On a visit to Paris, great architecture is easy to find because it’s everywhere. Let’s Discover 7 Hidden Architectural treasures in Paris.
With a bit of research, we uncover some of the city’s most extraordinary buildings because there’s a lot more to Parisian architecture than the Tour Eiffel or the Arc de Triomphe.
La Maison de Verre, Pierre Chareau
Designed by Chareau in 1931, La Maison de Verre has long reigned as one of the most exclusive and treasured architectural marvels in Paris. A study in early modern design, the house has cleverly partitioned geometries rendered in a mix of industrial materials like steel, glass (hence the name), and rubberized flooring. Though the home is in private hands, a limited number of tours are granted each year to those working or studying in the field of architecture.
Galeries des Moulages, Musée de L’Architecture et du Patrimonie
The Galeries des Moulages at the Musée de L’Architecture et du Patrimonie is a pilgrimage for even the most perceptive architecture enthusiasts. Situated on the museum’s ground floor, the galleries contain more than 350 ornamental and structural plaster casts and some 60 models, all displayed against the space’s cherry-red walls to dramatic effect.
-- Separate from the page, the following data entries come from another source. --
//! Range tracking and range-bound classification
//!
//! Maintains the buy/sell entry lines derived from the rolling high/low of
//! recent bars, padded outward by an ATR buffer, and classifies whether the
//! market is currently range-bound enough to trade the lines.

use chrono::{DateTime, Duration, Utc};
use tracing::debug;

use crate::indicators::IndicatorSnapshot;

/// Band separations below this are indistinguishable from zero
const BAND_WIDTH_EPSILON: f64 = 1e-5;

/// Open interval for relative band width
const MIN_BAND_WIDTH: f64 = 0.0005;
const MAX_BAND_WIDTH: f64 = 0.01;

/// Open interval for price position inside the bands
const MIN_PRICE_POSITION: f64 = 0.1;
const MAX_PRICE_POSITION: f64 = 0.9;

/// SMA may drift from the band midline by at most this many ATRs
const SMA_FLATNESS_FACTOR: f64 = 0.5;

/// ATR buffer applied outside the rolling extremes, basic variant
pub const BASIC_BUFFER_FACTOR: f64 = 0.5;

/// ATR buffer applied outside the rolling extremes, range-filtered variant
pub const RANGE_FILTERED_BUFFER_FACTOR: f64 = 1.0;

/// Entry lines bracketing the observed range. Both unset until the first
/// successful refresh; `last_update` records when they were last computed.
#[derive(Debug, Clone, Copy, Default, PartialEq)]
pub struct RangeLevels {
    pub buy_line: Option<f64>,
    pub sell_line: Option<f64>,
    pub last_update: Option<DateTime<Utc>>,
}

impl RangeLevels {
    /// Both lines computed
    pub fn is_set(&self) -> bool {
        self.buy_line.is_some() && self.sell_line.is_some()
    }

    pub fn as_pair(&self) -> Option<(f64, f64)> {
        match (self.buy_line, self.sell_line) {
            (Some(buy), Some(sell)) => Some((buy, sell)),
            _ => None,
        }
    }
}

/// When the tracker is allowed to recompute its levels
#[derive(Debug, Clone, Copy, PartialEq)]
pub enum RefreshPolicy {
    /// Compute once, then hold for the lifetime of the run
    SetOnce,
    /// Recompute whenever at least this much time has passed since the
    /// previous refresh; the first ready tick always refreshes
    Interval(Duration),
}

/// Tracks buy/sell lines from rolling extremes with an ATR buffer.
///
/// `buy_line = rolling_low - buffer_factor * atr`
/// `sell_line = rolling_high + buffer_factor * atr`
///
/// Given rolling_low <= rolling_high and atr >= 0 this keeps
/// buy_line <= sell_line; with atr == 0 and a flat window the two lines
/// degenerate to equal, which is valid.
#[derive(Debug, Clone)]
pub struct RangeTracker {
    buffer_factor: f64,
    policy: RefreshPolicy,
    levels: RangeLevels,
}

impl RangeTracker {
    pub fn new(buffer_factor: f64, policy: RefreshPolicy) -> Self {
        Self {
            buffer_factor,
            policy,
            levels: RangeLevels::default(),
        }
    }

    pub fn levels(&self) -> RangeLevels {
        self.levels
    }

    /// Recompute the entry lines if the refresh policy allows it and the
    /// rolling high/low and ATR are all ready. Returns true when the levels
    /// were recomputed; on any precondition failure the previous levels are
    /// left untouched.
    pub fn update(&mut self, indicators: &IndicatorSnapshot, now: DateTime<Utc>) -> bool {
        match self.policy {
            RefreshPolicy::SetOnce => {
                if self.levels.is_set() {
                    return false;
                }
            }
            RefreshPolicy::Interval(interval) => {
                if let Some(last) = self.levels.last_update {
                    if now - last < interval {
                        return false;
                    }
                }
            }
        }

        let (rolling_high, rolling_low, atr) = match (
            indicators.rolling_high,
            indicators.rolling_low,
            indicators.atr,
        ) {
            (Some(high), Some(low), Some(atr)) => (high, low, atr),
            _ => return false,
        };

        let buy_line = rolling_low - self.buffer_factor * atr;
        let sell_line = rolling_high + self.buffer_factor * atr;
        self.levels = RangeLevels {
            buy_line: Some(buy_line),
            sell_line: Some(sell_line),
            last_update: Some(now),
        };

        debug!(
            "Range levels updated: buy_line={:.5}, sell_line={:.5} (low={:.5}, high={:.5}, atr={:.5})",
            buy_line, sell_line, rolling_low, rolling_high, atr
        );

        true
    }
}

/// Classify the market as range-bound from Bollinger geometry.
///
/// Fails closed: any unready input returns false. Requires all of
/// - relative band width strictly inside (0.0005, 0.01),
/// - price position within the bands strictly inside (0.1, 0.9),
/// - SMA within half an ATR of the band midline.
pub fn is_range_bound(price: f64, indicators: &IndicatorSnapshot) -> bool {
    let (bb_upper, bb_middle, bb_lower, sma, atr) = match (
        indicators.bb_upper,
        indicators.bb_middle,
        indicators.bb_lower,
        indicators.sma,
        indicators.atr,
    ) {
        (Some(u), Some(m), Some(l), Some(sma), Some(atr)) => (u, m, l, sma, atr),
        _ => return false,
    };

    let band_separation = bb_upper - bb_lower;
    if band_separation.abs() < BAND_WIDTH_EPSILON {
        return false;
    }

    let band_width = band_separation / bb_middle;
    let price_position = (price - bb_lower) / band_separation;

    let width_ok = band_width > MIN_BAND_WIDTH && band_width < MAX_BAND_WIDTH;
    let position_ok = price_position > MIN_PRICE_POSITION && price_position < MAX_PRICE_POSITION;
    let sma_flat = (sma - bb_middle).abs() < SMA_FLATNESS_FACTOR * atr;

    width_ok && position_ok && sma_flat
}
Perhaps the crown jewel is a cast of the painstakingly detailed facade of the Romanesque Moissac Abbey.
UNESCO Headquarters, Marcel Breuer, Pier Luigi Nervi, Bernard Zehrfuss
The UNESCO headquarters as we know it, which opened in 1958, was the joint force of three famous modern architects, notably of three distinct nations: the United States’ Marcel Breuer, Italy’s Pier Luigi Nervi, and France’s Bernard Zehrfuss. A modern tour de force, the aptly nicknamed three-point star is located just south of the Eiffel Tower in an otherwise quiet residential neighbourhood. Guided tours of the UNESCO campus, which contains several other structures, are available to the public.
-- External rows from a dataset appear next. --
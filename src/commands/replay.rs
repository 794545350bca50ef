//! Replay command implementation

use anyhow::{Context, Result};
use chrono::NaiveDate;
use forex_range_strategies::replay::ReplayEngine;
use forex_range_strategies::{data, Config};
use tracing::{info, warn};

/// Synthetic series shape when no data file is given: EURUSD-scale prices
/// oscillating through both entry lines every few hours of minute bars
const SYNTHETIC_MID: f64 = 1.1000;
const SYNTHETIC_AMPLITUDE: f64 = 0.0050;
const SYNTHETIC_CYCLE_BARS: usize = 240;

pub fn run(
    config_path: String,
    data_path: Option<String>,
    bars: usize,
    cash_override: Option<f64>,
    start_override: Option<String>,
    end_override: Option<String>,
) -> Result<()> {
    info!("Starting replay");

    // Load configuration
    let mut config = Config::from_file(&config_path)?;
    info!("Loaded configuration from: {}", config_path);

    // Apply overrides
    if let Some(cash) = cash_override {
        info!("Overriding starting cash to: ${:.2}", cash);
        config.account.starting_cash = cash;
    }

    if let Some(start) = start_override {
        let date = NaiveDate::parse_from_str(&start, "%Y-%m-%d")
            .context(format!("Invalid start date: {}", start))?;
        info!("Overriding start date to: {}", date);
        config.account.start_date = date;
    }

    if let Some(end) = end_override {
        let date = NaiveDate::parse_from_str(&end, "%Y-%m-%d")
            .context(format!("Invalid end date: {}", end))?;
        info!("Overriding end date to: {}", date);
        config.account.end_date = date;
    }

    config
        .validate()
        .context("Invalid configuration after overrides")?;

    // Load or synthesize bars
    let candles = match data_path {
        Some(path) => {
            info!("Loading data from: {}", path);
            let candles = data::load_csv(&path)?;

            let validation = data::validate_candles(&candles);
            for warning in &validation.warnings {
                warn!("{}", warning);
            }
            if !validation.is_valid() {
                anyhow::bail!(
                    "Data validation failed: {}",
                    validation.errors.join("; ")
                );
            }

            data::clip_to_window(candles, config.account.start_date, config.account.end_date)
        }
        None => {
            info!("No data file given, generating {} synthetic bars", bars);
            let start = config
                .account
                .start_date
                .and_hms_opt(0, 0, 0)
                .unwrap()
                .and_utc();
            data::synthetic_range_series(
                start,
                bars,
                SYNTHETIC_MID,
                SYNTHETIC_AMPLITUDE,
                SYNTHETIC_CYCLE_BARS,
            )
        }
    };

    if candles.is_empty() {
        anyhow::bail!("No bars to replay in the configured window");
    }

    let symbol = config.account.symbol();
    let variant = config.strategy.variant;
    let starting_cash = config.account.starting_cash;

    info!("Running replay...");
    let report = ReplayEngine::new(config).run(&candles)?;

    // Print results
    println!("\n{}", "=".repeat(60));
    println!("REPLAY RESULTS");
    println!("{}", "=".repeat(60));
    println!("Strategy:           {}", variant);
    println!("Symbol:             {}", symbol);
    println!("Bars Processed:     {}", report.ticks);
    println!("Entries:            {}", report.entries);
    println!("Liquidations:       {}", report.liquidations);
    println!("Skipped Ticks:      {}", report.skips);
    println!("Starting Cash:      ${:.2}", starting_cash);
    println!("Final Value:        ${:.2}", report.final_value);
    println!("{}", "=".repeat(60));

    info!("Replay completed successfully");

    Ok(())
}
Fondation Cartier Pour L’Art Contemporain, Jean Nouvel
Completed in 1994, the Fondation Cartier’s Jean Nouvel–designed home sits on the city’s Left Bank, not far from favourite tourist destination Les Catacombes. The lushly tree-lined building is Nouvel at his finest, an inside-out transparency that fully embodies the foundation’s mission to draw public awareness to the often insular world of contemporary art. Architecture enthusiasts will be attracted by the site’s architecture tours, which are on offer one Saturday each month and must be booked in advance.
Villa Savoye, Le Corbusier and Pierre Jeanneret
Just a quick drive or RER ride outside the city limits, Le Corbusier’s Villa Savoye offers visitors a quintessential education in all things Le Corbusier, showing off the architect’s Five Points manifesto. The iconic white reinforced concrete residence, which was built between 1928 and 1931, is now open to the public year-round.
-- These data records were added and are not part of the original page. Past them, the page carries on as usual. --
//! In-process replay harness
//!
//! Stands in for the hosting platform: [`PaperExecution`] fills orders
//! against incoming bars and tracks a signed-lot position ledger, and
//! [`ReplayEngine`] drives the strategy, snapshots and the drawdown overlay
//! bar by bar. Event counts and the final portfolio value are the only
//! outputs; performance analytics stay out of scope.

use anyhow::Result;
use tracing::{debug, info};

use crate::config::Config;
use crate::indicators::{
    atr, bollinger_bands, recent_ready, rolling_max, rolling_min, sma, IndicatorSnapshot,
};
use crate::orders::{ExecutionClient, OrderEvent, OrderStatus, OrderTicket};
use crate::risk::{DrawdownOverlay, VOLATILITY_WINDOW};
use crate::strategy::{RangeBoundStrategy, TickOutcome};
use crate::types::{Candle, Lots, PortfolioSnapshot, Side, Symbol};

/// Retail forex margin requirement, 50:1
const FOREX_LEVERAGE: f64 = 50.0;

#[derive(Debug, Clone, Copy, PartialEq, Eq)]
enum PendingKind {
    Stop,
    Limit,
}

#[derive(Debug, Clone)]
struct PendingOrder {
    id: u64,
    symbol: Symbol,
    side: Side,
    quantity: Lots,
    trigger_price: f64,
    kind: PendingKind,
}

impl PendingOrder {
    /// Stops trigger when the bar trades through the price in the adverse
    /// direction, limits in the favorable one
    fn is_triggered(&self, candle: &Candle) -> bool {
        match (self.kind, self.side) {
            (PendingKind::Stop, Side::Buy) => candle.high >= self.trigger_price,
            (PendingKind::Stop, Side::Sell) => candle.low <= self.trigger_price,
            (PendingKind::Limit, Side::Buy) => candle.low <= self.trigger_price,
            (PendingKind::Limit, Side::Sell) => candle.high >= self.trigger_price,
        }
    }
}

/// Paper trading venue for a single instrument.
///
/// Market orders fill immediately at the close of the last stepped bar and
/// queue a fill event. Stop and limit orders rest until a bar trades
/// through their price, then fill at that price. `liquidate` closes the
/// net position without emitting fill events and cancels the instrument's
/// resting orders, so exposure counters driven by fill events read flat
/// right after it.
pub struct PaperExecution {
    cash: f64,
    price: f64,
    net_lots: Lots,
    avg_entry: f64,
    pending: Vec<PendingOrder>,
    events: Vec<OrderEvent>,
    next_order_id: u64,
}

impl PaperExecution {
    pub fn new(starting_cash: f64) -> Self {
        Self {
            cash: starting_cash,
            price: 0.0,
            net_lots: Lots::ZERO,
            avg_entry: 0.0,
            pending: Vec::new(),
            events: Vec::new(),
            next_order_id: 1,
        }
    }

    pub fn net_lots(&self) -> Lots {
        self.net_lots
    }

    pub fn cash(&self) -> f64 {
        self.cash
    }

    pub fn pending_order_count(&self) -> usize {
        self.pending.len()
    }

    /// Advance to the next bar: update the mark price and fill any resting
    /// orders the bar traded through
    pub fn step(&mut self, candle: &Candle) {
        self.price = candle.close;

        let mut still_pending = Vec::with_capacity(self.pending.len());
        for order in std::mem::take(&mut self.pending) {
            if order.is_triggered(candle) {
                self.fill(
                    order.id,
                    &order.symbol,
                    order.side,
                    order.quantity,
                    order.trigger_price,
                );
            } else {
                still_pending.push(order);
            }
        }
        self.pending = still_pending;
    }

    /// Fill events queued since the last drain, oldest first
    pub fn drain_events(&mut self) -> Vec<OrderEvent> {
        std::mem::take(&mut self.events)
    }

    /// Account state marked at the current price
    pub fn portfolio_snapshot(&self) -> PortfolioSnapshot {
        let unrealized = self.net_lots.to_f64() * (self.price - self.avg_entry);
        let total_value = self.cash + unrealized;
        let margin_used = self.net_lots.abs().to_f64() * self.price / FOREX_LEVERAGE;

        PortfolioSnapshot {
            total_value,
            unrealized_profit: unrealized,
            margin_remaining: total_value - margin_used,
            open_order_count: self.pending.len(),
        }
    }

    fn next_id(&mut self) -> u64 {
        let id = self.next_order_id;
        self.next_order_id += 1;
        id
    }

    /// Book a fill into the signed ledger and queue its event
    fn fill(&mut self, order_id: u64, symbol: &Symbol, side: Side, quantity: Lots, price: f64) {
        self.apply_fill(side, quantity, price);
        self.events.push(OrderEvent {
            order_id,
            symbol: symbol.clone(),
            side,
            quantity,
            fill_price: price,
            status: OrderStatus::Filled,
        });
    }

    /// Signed-lot position accounting: same-direction fills blend the
    /// average entry, opposing fills realize P&L into cash and may flip
    /// the position
    fn apply_fill(&mut self, side: Side, quantity: Lots, price: f64) {
        let signed = match side {
            Side::Buy => quantity.abs(),
            Side::Sell => -quantity.abs(),
        };
        if signed.is_zero() {
            return;
        }

        let prior = self.net_lots;
        let new_net = prior + signed;

        if prior.is_zero() {
            self.avg_entry = price;
        } else if prior.is_positive() == signed.is_positive() {
            let prior_abs = prior.abs().to_f64();
            let added = signed.abs().to_f64();
            self.avg_entry = (self.avg_entry * prior_abs + price * added) / (prior_abs + added);
        } else {
            let closing = prior.abs().min(signed.abs()).to_f64();
            let direction = if prior.is_positive() { 1.0 } else { -1.0 };
            self.cash += closing * (price - self.avg_entry) * direction;

            if signed.abs() > prior.abs() {
                // Flipped through flat: the remainder opens at this price
                self.avg_entry = price;
            } else if new_net.is_zero() {
                self.avg_entry = 0.0;
            }
        }

        self.net_lots = new_net;
    }
}

impl ExecutionClient for PaperExecution {
    fn market_order(
        &mut self,
        symbol: &Symbol,
        side: Side,
        quantity: Lots,
    ) -> Result<OrderTicket> {
        let id = self.next_id();
        self.fill(id, symbol, side, quantity, self.price);
        Ok(OrderTicket {
            id,
            status: OrderStatus::Filled,
        })
    }

    fn stop_market_order(
        &mut self,
        symbol: &Symbol,
        side: Side,
        quantity: Lots,
        stop_price: f64,
    ) -> Result<OrderTicket> {
        let id = self.next_id();
        self.pending.push(PendingOrder {
            id,
            symbol: symbol.clone(),
            side,
            quantity,
            trigger_price: stop_price,
            kind: PendingKind::Stop,
        });
        Ok(OrderTicket {
            id,
            status: OrderStatus::Submitted,
        })
    }

    fn limit_order(
        &mut self,
        symbol: &Symbol,
        side: Side,
        quantity: Lots,
        limit_price: f64,
    ) -> Result<OrderTicket> {
        let id = self.next_id();
        self.pending.push(PendingOrder {
            id,
            symbol: symbol.clone(),
            side,
            quantity,
            trigger_price: limit_price,
            kind: PendingKind::Limit,
        });
        Ok(OrderTicket {
            id,
            status: OrderStatus::Submitted,
        })
    }

    fn liquidate(&mut self, symbol: &Symbol) -> Result<()> {
        let before = self.pending.len();
        self.pending.retain(|p| p.symbol != *symbol);

        if !self.net_lots.is_zero() {
            let side = if self.net_lots.is_positive() {
                Side::Sell
            } else {
                Side::Buy
            };
            let quantity = self.net_lots.abs();
            self.apply_fill(side, quantity, self.price);
            debug!(
                "Liquidated {} lots of {} at {:.5}, canceled {} resting orders",
                quantity,
                symbol,
                self.price,
                before - self.pending.len()
            );
        }

        Ok(())
    }
}

/// Totals from a replay run
#[derive(Debug, Clone, Default, PartialEq)]
pub struct ReplayReport {
    pub ticks: usize,
    pub entries: usize,
    pub liquidations: usize,
    pub skips: usize,
    pub final_value: f64,
}

/// Drives one strategy over a bar series against [`PaperExecution`]
pub struct ReplayEngine {
    config: Config,
}

impl ReplayEngine {
    pub fn new(config: Config) -> Self {
        Self { config }
    }

    /// Replay the strategy over the bars in order. Indicators are computed
    /// over the whole series up front; each bar then sees only values that
    /// were ready at its own index.
    pub fn run(&self, candles: &[Candle]) -> Result<ReplayReport> {
        let symbol = self.config.account.symbol();
        let strategy_cfg = &self.config.strategy;

        let mut strategy = RangeBoundStrategy::new(symbol.clone(), strategy_cfg);
        let mut overlay = DrawdownOverlay::new(strategy_cfg.max_drawdown_fraction);
        let mut execution = PaperExecution::new(self.config.account.starting_cash);
        let instruments = [symbol.clone()];

        let closes: Vec<f64> = candles.iter().map(|c| c.close).collect();
        let highs: Vec<f64> = candles.iter().map(|c| c.high).collect();
        let lows: Vec<f64> = candles.iter().map(|c| c.low).collect();

        let sma_series = sma(&closes, strategy_cfg.range_lookback);
        let atr_series = atr(&highs, &lows, &closes, strategy_cfg.atr_period);
        let high_series = rolling_max(&highs, strategy_cfg.range_lookback);
        let low_series = rolling_min(&lows, strategy_cfg.range_lookback);
        let (bb_upper, bb_middle, bb_lower) = bollinger_bands(
            &closes,
            strategy_cfg.range_lookback,
            strategy_cfg.bollinger_std_dev,
        );

        info!(
            "Replaying {} bars of {} with the {} strategy",
            candles.len(),
            symbol,
            strategy_cfg.variant
        );

        let mut report = ReplayReport::default();

        for (i, candle) in candles.iter().enumerate() {
            execution.step(candle);

            for event in execution.drain_events() {
                strategy.on_order_event(&event);
            }

            let snapshot = IndicatorSnapshot {
                sma: sma_series[i],
                atr: atr_series[i],
                rolling_high: high_series[i],
                rolling_low: low_series[i],
                bb_upper: bb_upper[i],
                bb_middle: bb_middle[i],
                bb_lower: bb_lower[i],
                atr_history: recent_ready(&atr_series, i, VOLATILITY_WINDOW),
            };
            let portfolio = execution.portfolio_snapshot();

            let outcome = strategy.on_tick(
                candle.datetime,
                candle.close,
                &snapshot,
                &portfolio,
                &mut execution,
            )?;

            report.ticks += 1;
            match outcome {
                TickOutcome::Entered(_) => report.entries += 1,
                TickOutcome::Liquidated => report.liquidations += 1,
                TickOutcome::AwaitingIndicators
                | TickOutcome::NotRangeBound
                | TickOutcome::NoTrade => report.skips += 1,
            }

            // The overlay reviews the book after the tick's own trading
            let reviewed = execution.portfolio_snapshot();
            let targets = overlay.manage_risk(&reviewed, Vec::new(), &instruments);
            if targets.iter().any(|t| t.symbol == symbol && t.is_flatten()) {
                strategy.liquidate(&mut execution)?;
                report.liquidations += 1;
            }
        }

        report.final_value = execution.portfolio_snapshot().total_value;

        info!(
            "Replay finished: {} ticks, {} entries, {} liquidations, {} skips, final value {:.2}",
            report.ticks, report.entries, report.liquidations, report.skips, report.final_value
        );

        Ok(report)
    }
}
Grande Arche, Johann Otto von Spreckelsen
To call the Grande Arche “hidden” is not entirely true: von Spreckelsen’s big modern arch is a defining—if not the most defining—feature of Paris’s La Defense neighbourhood. It is hidden, however, to the average tourist who might not ever make it to the city’s western edges. The Arche was built in 1989 to recognise the bicentennial of the French Revolution.
Maison Louis Carré, Alvar Aalto
Located some 40 kilometres outside of the city, Aalto’s Maison Louis Carré has been praised as the architect’s most important residential work. Commissioned in 1956 by then-famous art dealer Louis Carré, the house was designed as a hybrid art installation-private residence. Aalto’s signature is subtly presented throughout the home, particularly in the slightly sloping roof and visible wooden louvres. Today the residence is open the public from March through November.